Task goal>
Reproduce the entries below exactly, but only from the line containing "filename src/scheduler/metrics.rs" to the line containing "of one policy run.", inclusive.

[[ Data supplied open ]]

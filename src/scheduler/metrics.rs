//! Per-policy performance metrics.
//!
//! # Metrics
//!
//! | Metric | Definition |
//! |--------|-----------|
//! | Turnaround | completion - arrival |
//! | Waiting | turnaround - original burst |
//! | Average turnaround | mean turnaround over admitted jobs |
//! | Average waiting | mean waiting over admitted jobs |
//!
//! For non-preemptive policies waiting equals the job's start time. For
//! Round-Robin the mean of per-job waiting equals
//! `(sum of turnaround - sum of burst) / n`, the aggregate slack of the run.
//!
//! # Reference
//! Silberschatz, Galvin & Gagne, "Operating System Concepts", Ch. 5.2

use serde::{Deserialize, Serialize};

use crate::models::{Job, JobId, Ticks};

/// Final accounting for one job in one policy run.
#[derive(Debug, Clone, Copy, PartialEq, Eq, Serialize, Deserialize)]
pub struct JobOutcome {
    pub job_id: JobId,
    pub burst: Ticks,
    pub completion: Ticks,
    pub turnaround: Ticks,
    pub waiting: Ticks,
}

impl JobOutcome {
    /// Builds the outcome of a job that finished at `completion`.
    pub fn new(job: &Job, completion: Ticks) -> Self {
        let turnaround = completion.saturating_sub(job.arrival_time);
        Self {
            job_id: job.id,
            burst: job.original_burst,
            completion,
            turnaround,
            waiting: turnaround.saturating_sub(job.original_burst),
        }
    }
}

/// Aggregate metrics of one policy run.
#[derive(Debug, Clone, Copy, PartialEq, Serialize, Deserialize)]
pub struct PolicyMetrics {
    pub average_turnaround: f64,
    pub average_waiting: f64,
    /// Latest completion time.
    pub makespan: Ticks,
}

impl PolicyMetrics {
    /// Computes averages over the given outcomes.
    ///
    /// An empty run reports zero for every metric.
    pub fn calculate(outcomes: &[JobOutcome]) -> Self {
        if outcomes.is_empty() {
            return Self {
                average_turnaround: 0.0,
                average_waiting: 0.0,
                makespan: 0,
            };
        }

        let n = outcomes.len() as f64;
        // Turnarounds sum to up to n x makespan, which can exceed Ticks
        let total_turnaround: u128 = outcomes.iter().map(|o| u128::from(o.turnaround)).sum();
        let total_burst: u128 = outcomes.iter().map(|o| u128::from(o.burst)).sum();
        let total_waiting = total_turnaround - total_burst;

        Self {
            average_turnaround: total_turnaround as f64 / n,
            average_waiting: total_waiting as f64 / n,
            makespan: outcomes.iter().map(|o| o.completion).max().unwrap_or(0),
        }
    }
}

[[ Data supplied closed ]]
[[ Data supplied open ]]

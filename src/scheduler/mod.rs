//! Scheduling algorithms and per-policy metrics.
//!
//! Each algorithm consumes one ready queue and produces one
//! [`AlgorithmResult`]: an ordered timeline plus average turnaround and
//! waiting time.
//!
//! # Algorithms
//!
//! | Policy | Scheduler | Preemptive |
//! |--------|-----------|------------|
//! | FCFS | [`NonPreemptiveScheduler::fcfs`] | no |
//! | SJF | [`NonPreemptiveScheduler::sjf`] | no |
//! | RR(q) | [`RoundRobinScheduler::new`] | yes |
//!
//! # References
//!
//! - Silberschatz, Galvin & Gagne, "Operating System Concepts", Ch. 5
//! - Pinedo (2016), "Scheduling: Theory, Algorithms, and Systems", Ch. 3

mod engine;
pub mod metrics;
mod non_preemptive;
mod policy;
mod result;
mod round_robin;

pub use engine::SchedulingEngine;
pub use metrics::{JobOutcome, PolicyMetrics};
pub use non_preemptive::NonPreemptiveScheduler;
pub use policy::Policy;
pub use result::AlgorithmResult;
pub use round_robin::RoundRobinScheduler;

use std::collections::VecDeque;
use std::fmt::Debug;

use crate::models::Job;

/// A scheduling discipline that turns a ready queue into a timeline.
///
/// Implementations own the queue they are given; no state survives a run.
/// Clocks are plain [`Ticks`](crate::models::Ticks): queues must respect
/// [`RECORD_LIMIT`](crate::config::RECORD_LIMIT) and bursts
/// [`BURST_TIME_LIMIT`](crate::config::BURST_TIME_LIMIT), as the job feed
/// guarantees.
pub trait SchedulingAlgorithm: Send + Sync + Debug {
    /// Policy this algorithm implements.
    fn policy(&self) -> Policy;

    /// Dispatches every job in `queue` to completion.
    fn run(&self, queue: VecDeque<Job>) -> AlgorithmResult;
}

[[ Data supplied closed ]]
[[ Data supplied open ]]

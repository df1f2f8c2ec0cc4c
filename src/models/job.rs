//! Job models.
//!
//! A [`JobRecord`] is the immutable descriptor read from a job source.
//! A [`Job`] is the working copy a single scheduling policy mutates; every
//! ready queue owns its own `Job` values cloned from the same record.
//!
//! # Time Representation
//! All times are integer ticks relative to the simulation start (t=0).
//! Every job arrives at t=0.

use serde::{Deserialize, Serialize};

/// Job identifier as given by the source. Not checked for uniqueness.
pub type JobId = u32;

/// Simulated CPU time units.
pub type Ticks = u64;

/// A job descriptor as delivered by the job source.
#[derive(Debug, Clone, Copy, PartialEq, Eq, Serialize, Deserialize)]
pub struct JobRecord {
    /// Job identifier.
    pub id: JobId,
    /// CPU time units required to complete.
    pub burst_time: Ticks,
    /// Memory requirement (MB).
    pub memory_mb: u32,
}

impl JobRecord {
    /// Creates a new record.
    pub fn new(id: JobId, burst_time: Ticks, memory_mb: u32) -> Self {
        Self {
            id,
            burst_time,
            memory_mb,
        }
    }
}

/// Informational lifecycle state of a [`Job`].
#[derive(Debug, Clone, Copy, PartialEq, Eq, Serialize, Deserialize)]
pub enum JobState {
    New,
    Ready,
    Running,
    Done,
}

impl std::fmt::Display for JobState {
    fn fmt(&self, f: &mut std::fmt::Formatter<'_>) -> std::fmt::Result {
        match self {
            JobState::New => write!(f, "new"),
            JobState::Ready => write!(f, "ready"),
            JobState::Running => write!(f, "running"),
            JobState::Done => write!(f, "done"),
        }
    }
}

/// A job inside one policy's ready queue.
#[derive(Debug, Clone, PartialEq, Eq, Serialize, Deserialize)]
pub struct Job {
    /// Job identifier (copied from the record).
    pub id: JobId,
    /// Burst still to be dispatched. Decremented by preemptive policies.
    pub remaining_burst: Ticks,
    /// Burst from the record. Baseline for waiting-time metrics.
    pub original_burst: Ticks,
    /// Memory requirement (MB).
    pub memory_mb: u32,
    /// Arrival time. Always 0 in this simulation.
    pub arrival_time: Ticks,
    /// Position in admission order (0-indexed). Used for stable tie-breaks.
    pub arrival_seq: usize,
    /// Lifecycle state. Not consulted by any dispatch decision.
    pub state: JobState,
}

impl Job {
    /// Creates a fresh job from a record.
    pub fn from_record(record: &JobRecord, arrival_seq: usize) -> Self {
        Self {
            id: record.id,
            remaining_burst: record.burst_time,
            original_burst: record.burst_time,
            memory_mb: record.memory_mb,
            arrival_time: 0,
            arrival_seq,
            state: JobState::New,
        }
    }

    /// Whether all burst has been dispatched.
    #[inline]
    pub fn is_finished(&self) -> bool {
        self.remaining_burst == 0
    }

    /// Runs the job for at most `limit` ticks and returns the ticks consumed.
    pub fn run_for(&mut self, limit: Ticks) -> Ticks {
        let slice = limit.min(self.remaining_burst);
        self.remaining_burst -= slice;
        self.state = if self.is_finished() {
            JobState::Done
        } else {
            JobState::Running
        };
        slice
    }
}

[[ Data supplied closed ]]

Solution for this problem>
filename src/scheduler/metrics.rs
//! Per-policy performance metrics.
//!
//! # Metrics
//!
//! | Metric | Definition |
//! |--------|-----------|
//! | Turnaround | completion - arrival |
//! | Waiting | turnaround - original burst |
//! | Average turnaround | mean turnaround over admitted jobs |
//! | Average waiting | mean waiting over admitted jobs |
//!
//! For non-preemptive policies waiting equals the job's start time. For
//! Round-Robin the mean of per-job waiting equals
//! `(sum of turnaround - sum of burst) / n`, the aggregate slack of the run.
//!
//! # Reference
//! Silberschatz, Galvin & Gagne, "Operating System Concepts", Ch. 5.2

use serde::{Deserialize, Serialize};

use crate::models::{Job, JobId, Ticks};

/// Final accounting for one job in one policy run.
#[derive(Debug, Clone, Copy, PartialEq, Eq, Serialize, Deserialize)]
pub struct JobOutcome {
    pub job_id: JobId,
    pub burst: Ticks,
    pub completion: Ticks,
    pub turnaround: Ticks,
    pub waiting: Ticks,
}

impl JobOutcome {
    /// Builds the outcome of a job that finished at `completion`.
    pub fn new(job: &Job, completion: Ticks) -> Self {
        let turnaround = completion.saturating_sub(job.arrival_time);
        Self {
            job_id: job.id,
            burst: job.original_burst,
            completion,
            turnaround,
            waiting: turnaround.saturating_sub(job.original_burst),
        }
    }
}

/// Aggregate metrics of one policy run.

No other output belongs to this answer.